The plates of a parallel plate capacitor have an area of `90 cm^(2)` each and are separated by 2.5mm. The capacitance is charged by connecting it to a 400V supply.
(a) How much electrostatic energy is stored by the capacitor ?
(b) View this energy as stored in the electrostatic field between the plates, and obtain the energy per unit volume (u). Hence arrive at a relation between U and the magnitude of electric field E between the plates.

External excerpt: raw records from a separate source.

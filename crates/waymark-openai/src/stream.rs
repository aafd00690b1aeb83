//! Streamed completion decoding.
//!
//! Turns the `text/event-stream` body of a streamed completion into a
//! [`ChatStream`]. Bytes are buffered until they form whole UTF-8 text
//! and whole events; tool-call fragments are assembled per call index and
//! released as [`StreamEvent::ToolCallComplete`] once the model finishes.

use std::collections::BTreeMap;

use futures::stream::StreamExt;
use waymark_core::chat::{StopReason, ToolCall};
use waymark_core::error::LlmError;
use waymark_core::stream::{ChatStream, StreamEvent};

use crate::convert::{parse_arguments, stop_reason};
use crate::types::{Chunk, DeltaToolCall};

/// Upper bound on undecoded bytes plus undelivered text.
const BUFFER_LIMIT: usize = 16 * 1024 * 1024;

#[derive(Debug)]
struct PartialCall {
    id: String,
    name: String,
    arguments: String,
}

/// Incremental decoder for one response body.
#[derive(Debug, Default)]
struct ChunkDecoder {
    text: String,
    pending_bytes: Vec<u8>,
    calls: BTreeMap<u32, PartialCall>,
}

impl ChunkDecoder {
    /// Feeds raw body bytes and returns the events they complete.
    fn feed(&mut self, bytes: &[u8]) -> Vec<Result<StreamEvent, LlmError>> {
        self.pending_bytes.extend_from_slice(bytes);
        if self.pending_bytes.len() + self.text.len() > BUFFER_LIMIT {
            self.pending_bytes.clear();
            self.text.clear();
            return vec![Err(LlmError::ResponseFormat {
                message: "SSE stream buffer exceeded 16 MiB".into(),
                raw: String::new(),
            })];
        }
        self.decode_utf8();

        let mut events = Vec::new();
        while let Some(end) = self.text.find("\n\n") {
            let block: String = self.text.drain(..end + 2).collect();
            if let Some(data) = data_payload(&block) {
                events.extend(self.on_data(data).into_iter().map(Ok));
            }
        }
        events
    }

    /// Moves the longest valid UTF-8 prefix of `pending_bytes` into
    /// `text`. A truncated trailing sequence stays pending; invalid bytes
    /// are dropped.
    fn decode_utf8(&mut self) {
        let valid = match std::str::from_utf8(&self.pending_bytes) {
            Ok(text) => {
                self.text.push_str(text);
                self.pending_bytes.clear();
                return;
            }
            Err(e) => e,
        };
        let good = valid.valid_up_to();
        if let Ok(text) = std::str::from_utf8(&self.pending_bytes[..good]) {
            self.text.push_str(text);
        }
        self.pending_bytes
            .drain(..good + valid.error_len().unwrap_or(0));
    }

    fn on_data(&mut self, data: &str) -> Vec<StreamEvent> {
        if data == "[DONE]" {
            return self.finish_calls();
        }
        let Ok(chunk) = serde_json::from_str::<Chunk>(data) else {
            tracing::debug!(data, "skipping unparseable chunk");
            return Vec::new();
        };
        let Some(choice) = chunk.choices.into_iter().next() else {
            return Vec::new();
        };

        let mut events = Vec::new();
        if let Some(text) = choice.delta.content.filter(|t| !t.is_empty()) {
            events.push(StreamEvent::TextDelta(text));
        }
        for fragment in choice.delta.tool_calls {
            self.on_call_fragment(fragment, &mut events);
        }
        if let Some(reason) = choice.finish_reason {
            let stop_reason = stop_reason(&reason);
            if stop_reason == StopReason::ToolUse {
                events.extend(self.finish_calls());
            }
            events.push(StreamEvent::Done { stop_reason });
        }
        events
    }

    fn on_call_fragment(&mut self, fragment: DeltaToolCall, events: &mut Vec<StreamEvent>) {
        let index = fragment.index;
        if let Some(id) = fragment.id {
            let name = fragment.function.name.unwrap_or_default();
            events.push(StreamEvent::ToolCallStart {
                index,
                id: id.clone(),
                name: name.clone(),
            });
            self.calls.insert(
                index,
                PartialCall {
                    id,
                    name,
                    arguments: String::new(),
                },
            );
        }

        let Some(json_chunk) = fragment.function.arguments.filter(|a| !a.is_empty()) else {
            return;
        };
        if let Some(call) = self.calls.get_mut(&index) {
            call.arguments.push_str(&json_chunk);
        }
        events.push(StreamEvent::ToolCallDelta { index, json_chunk });
    }

    /// Releases every assembled call, in index order.
    fn finish_calls(&mut self) -> Vec<StreamEvent> {
        std::mem::take(&mut self.calls)
            .into_iter()
            .map(|(index, call)| StreamEvent::ToolCallComplete {
                index,
                call: ToolCall {
                    arguments: parse_arguments(&call.arguments),
                    id: call.id,
                    name: call.name,
                },
            })
            .collect()
    }
}

/// The payload of the first `data:` line of an event block.
fn data_payload(block: &str) -> Option<&str> {
    block.lines().find_map(|line| {
        let line = line.trim_end_matches('\r');
        line.strip_prefix("data: ")
            .or_else(|| line.strip_prefix("data:"))
    })
}

/// Wraps a streaming response body as a [`ChatStream`].
pub(crate) fn into_stream(response: reqwest::Response) -> ChatStream {
    let stream = response
        .bytes_stream()
        .scan(ChunkDecoder::default(), |decoder, chunk| {
            let items = match chunk {
                Ok(bytes) => decoder.feed(&bytes),
                Err(e) => vec![Err(LlmError::Http {
                    status: None,
                    message: format!("Stream read error: {e}"),
                })],
            };
            futures::future::ready(Some(items))
        })
        .flat_map(futures::stream::iter);

    Box::pin(stream)
}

Area of the plate of a parallel plate capacitor, `A=90cm^(2)=90xx10^(-4)m^(2)`
Distnace betweent he plates , d=2.5 mm =`2.5xx10^(-3) m`
potential difference across the plates , V=400 v
(a) capacitance of the capacitor is given by the relation.
`C=(in_(0)A)/d`
Electrostatic energy stored in the capacitor is given by the relation , `E_(1)=1/2 CV^(2)`
`=1/2 (in_(0)A)/d V^(2)`
where, `in_(0)`=permitivity of free space =`8.85xx10^(-12)C^(2)N^(-1)m^(-2)`
`:. E_(1)=(1xx8.85xx10^(-12)xx90xx(400)^(2))/(2xx2.5xx10^(-3))=2.55xx10^(-6)J`
Hence, the electrostatic energy stored by the capacitor is `2.55xx10^(-6)J`
(B) volume of the given capacitor
`V'=A xx d`
`=90xx10^(-4) xx25xx10^(-3)`
`=2.25xx10^(-4) m^(3)`
Energy stored in the capacitor per unit volume is given by
`u=(E_(1))/(V')`
`=(2.55xx10^(-6))/(2.25xx10^(-4)) =0.11 Jm^(-3)`
Again `u=(E_(1))/(v')`
`=(1/2 CV^(2))/(Ad) =((in_(0)A)/(2d)V^(2))/(Ad) =1/2 in_(0)(V/d)^(2)`
where,
`V/d`=electric intensity =E
`:. u=1/2 in_(0)E^(2)`